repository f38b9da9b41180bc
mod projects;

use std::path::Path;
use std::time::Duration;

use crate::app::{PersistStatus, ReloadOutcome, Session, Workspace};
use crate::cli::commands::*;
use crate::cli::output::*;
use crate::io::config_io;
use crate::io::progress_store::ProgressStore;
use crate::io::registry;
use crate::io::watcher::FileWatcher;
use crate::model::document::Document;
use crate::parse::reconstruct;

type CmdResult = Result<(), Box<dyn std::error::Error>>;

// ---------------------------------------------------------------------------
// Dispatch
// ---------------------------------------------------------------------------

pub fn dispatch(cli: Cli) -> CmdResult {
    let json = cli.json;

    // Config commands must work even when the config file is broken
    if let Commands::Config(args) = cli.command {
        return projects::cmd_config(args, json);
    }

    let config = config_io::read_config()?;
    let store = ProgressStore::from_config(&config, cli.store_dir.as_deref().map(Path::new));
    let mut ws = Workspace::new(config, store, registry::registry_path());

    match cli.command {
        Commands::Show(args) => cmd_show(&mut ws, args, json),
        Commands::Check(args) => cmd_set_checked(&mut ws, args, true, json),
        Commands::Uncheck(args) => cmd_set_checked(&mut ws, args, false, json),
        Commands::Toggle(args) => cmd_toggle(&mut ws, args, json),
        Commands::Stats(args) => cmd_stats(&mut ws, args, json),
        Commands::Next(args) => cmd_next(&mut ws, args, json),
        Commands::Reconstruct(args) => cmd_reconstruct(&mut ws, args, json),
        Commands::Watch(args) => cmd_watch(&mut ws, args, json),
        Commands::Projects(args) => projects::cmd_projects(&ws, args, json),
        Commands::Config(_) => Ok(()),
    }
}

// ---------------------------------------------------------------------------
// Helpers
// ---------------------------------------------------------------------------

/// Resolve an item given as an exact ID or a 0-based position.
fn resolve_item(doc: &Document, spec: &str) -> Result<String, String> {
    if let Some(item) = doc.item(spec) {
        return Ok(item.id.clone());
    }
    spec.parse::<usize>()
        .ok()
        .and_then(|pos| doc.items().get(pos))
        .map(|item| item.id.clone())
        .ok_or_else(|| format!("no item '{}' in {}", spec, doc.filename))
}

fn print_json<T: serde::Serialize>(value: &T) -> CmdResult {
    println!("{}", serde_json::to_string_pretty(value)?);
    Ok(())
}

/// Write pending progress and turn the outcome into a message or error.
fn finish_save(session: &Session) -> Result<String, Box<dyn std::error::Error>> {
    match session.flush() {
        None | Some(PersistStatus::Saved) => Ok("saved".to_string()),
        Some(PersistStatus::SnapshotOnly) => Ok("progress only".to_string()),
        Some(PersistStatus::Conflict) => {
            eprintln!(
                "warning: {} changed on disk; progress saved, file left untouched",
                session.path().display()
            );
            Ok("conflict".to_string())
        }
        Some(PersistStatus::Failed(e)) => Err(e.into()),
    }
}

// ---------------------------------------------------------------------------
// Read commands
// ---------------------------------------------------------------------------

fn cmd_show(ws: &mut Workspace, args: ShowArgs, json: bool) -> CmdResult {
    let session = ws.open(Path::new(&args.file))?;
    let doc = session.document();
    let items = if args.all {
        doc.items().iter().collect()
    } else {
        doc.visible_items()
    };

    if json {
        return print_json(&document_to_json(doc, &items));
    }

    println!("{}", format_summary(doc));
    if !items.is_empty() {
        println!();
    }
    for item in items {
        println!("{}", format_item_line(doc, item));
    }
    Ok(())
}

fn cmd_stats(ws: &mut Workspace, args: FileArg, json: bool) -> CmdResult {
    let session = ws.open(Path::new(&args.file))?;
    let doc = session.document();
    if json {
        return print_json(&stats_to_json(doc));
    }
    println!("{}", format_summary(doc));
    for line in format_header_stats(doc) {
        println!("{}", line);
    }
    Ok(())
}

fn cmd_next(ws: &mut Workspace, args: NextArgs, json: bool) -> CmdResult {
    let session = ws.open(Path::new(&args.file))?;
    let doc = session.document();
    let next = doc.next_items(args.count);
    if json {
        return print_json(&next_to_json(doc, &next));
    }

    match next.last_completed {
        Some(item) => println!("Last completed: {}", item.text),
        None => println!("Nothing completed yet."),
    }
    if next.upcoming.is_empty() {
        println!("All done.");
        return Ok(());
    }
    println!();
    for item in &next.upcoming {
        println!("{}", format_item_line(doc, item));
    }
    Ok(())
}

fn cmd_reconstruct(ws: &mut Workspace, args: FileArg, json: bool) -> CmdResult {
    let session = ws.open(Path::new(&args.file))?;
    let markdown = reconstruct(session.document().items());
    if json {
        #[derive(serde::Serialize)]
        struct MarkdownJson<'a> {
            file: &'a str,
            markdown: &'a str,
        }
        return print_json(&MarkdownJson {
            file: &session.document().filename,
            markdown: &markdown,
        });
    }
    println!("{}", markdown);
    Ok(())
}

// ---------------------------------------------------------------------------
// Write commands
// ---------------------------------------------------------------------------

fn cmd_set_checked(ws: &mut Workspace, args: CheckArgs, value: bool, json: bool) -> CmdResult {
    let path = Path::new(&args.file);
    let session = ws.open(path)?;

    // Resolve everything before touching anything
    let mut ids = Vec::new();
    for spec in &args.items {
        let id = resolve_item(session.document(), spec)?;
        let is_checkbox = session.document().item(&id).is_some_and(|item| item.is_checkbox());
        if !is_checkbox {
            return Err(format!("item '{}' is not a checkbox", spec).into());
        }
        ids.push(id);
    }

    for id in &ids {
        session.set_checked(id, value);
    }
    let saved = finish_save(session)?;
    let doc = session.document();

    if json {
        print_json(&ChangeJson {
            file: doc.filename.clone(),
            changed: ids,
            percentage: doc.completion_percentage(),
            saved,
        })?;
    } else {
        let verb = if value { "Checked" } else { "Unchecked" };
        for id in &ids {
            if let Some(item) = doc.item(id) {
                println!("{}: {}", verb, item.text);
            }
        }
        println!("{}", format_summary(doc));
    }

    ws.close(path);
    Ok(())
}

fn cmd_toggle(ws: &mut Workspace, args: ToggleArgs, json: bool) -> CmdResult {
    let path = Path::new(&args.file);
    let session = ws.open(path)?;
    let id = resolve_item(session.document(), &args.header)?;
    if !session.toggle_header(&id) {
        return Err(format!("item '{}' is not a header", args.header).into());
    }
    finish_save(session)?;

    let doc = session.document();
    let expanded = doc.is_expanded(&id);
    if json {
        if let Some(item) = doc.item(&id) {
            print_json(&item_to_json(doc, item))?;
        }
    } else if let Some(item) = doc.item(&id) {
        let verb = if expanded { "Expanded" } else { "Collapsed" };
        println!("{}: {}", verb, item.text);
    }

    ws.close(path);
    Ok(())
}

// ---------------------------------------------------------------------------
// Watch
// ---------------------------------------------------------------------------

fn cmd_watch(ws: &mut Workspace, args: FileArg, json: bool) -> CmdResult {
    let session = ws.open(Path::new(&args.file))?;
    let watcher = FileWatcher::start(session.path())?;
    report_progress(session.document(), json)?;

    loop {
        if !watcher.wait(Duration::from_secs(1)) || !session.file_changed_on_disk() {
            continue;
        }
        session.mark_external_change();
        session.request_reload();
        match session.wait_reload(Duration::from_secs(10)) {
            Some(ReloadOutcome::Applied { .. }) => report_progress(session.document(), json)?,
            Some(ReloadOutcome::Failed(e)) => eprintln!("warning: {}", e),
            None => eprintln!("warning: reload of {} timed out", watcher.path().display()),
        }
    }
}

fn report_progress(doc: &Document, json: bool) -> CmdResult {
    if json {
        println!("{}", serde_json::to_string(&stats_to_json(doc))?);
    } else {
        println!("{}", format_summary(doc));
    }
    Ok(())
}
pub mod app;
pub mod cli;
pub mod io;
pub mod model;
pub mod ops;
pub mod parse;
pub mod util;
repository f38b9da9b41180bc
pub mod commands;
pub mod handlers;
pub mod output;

** ABOUT THIS EXERCISE **
Among the records above, only the lines between the line holding "use crate::io::config_io;" and the line holding "type CmdResult = Result<(), Box<dyn", inclusive, are to be output, exactly as written.

** TASK RESPONSE **
use crate::io::config_io;
use crate::io::progress_store::ProgressStore;
use crate::io::registry;
use crate::io::watcher::FileWatcher;
use crate::model::document::Document;
use crate::parse::reconstruct;

type CmdResult = Result<(), Box<dyn std::error::Error>>;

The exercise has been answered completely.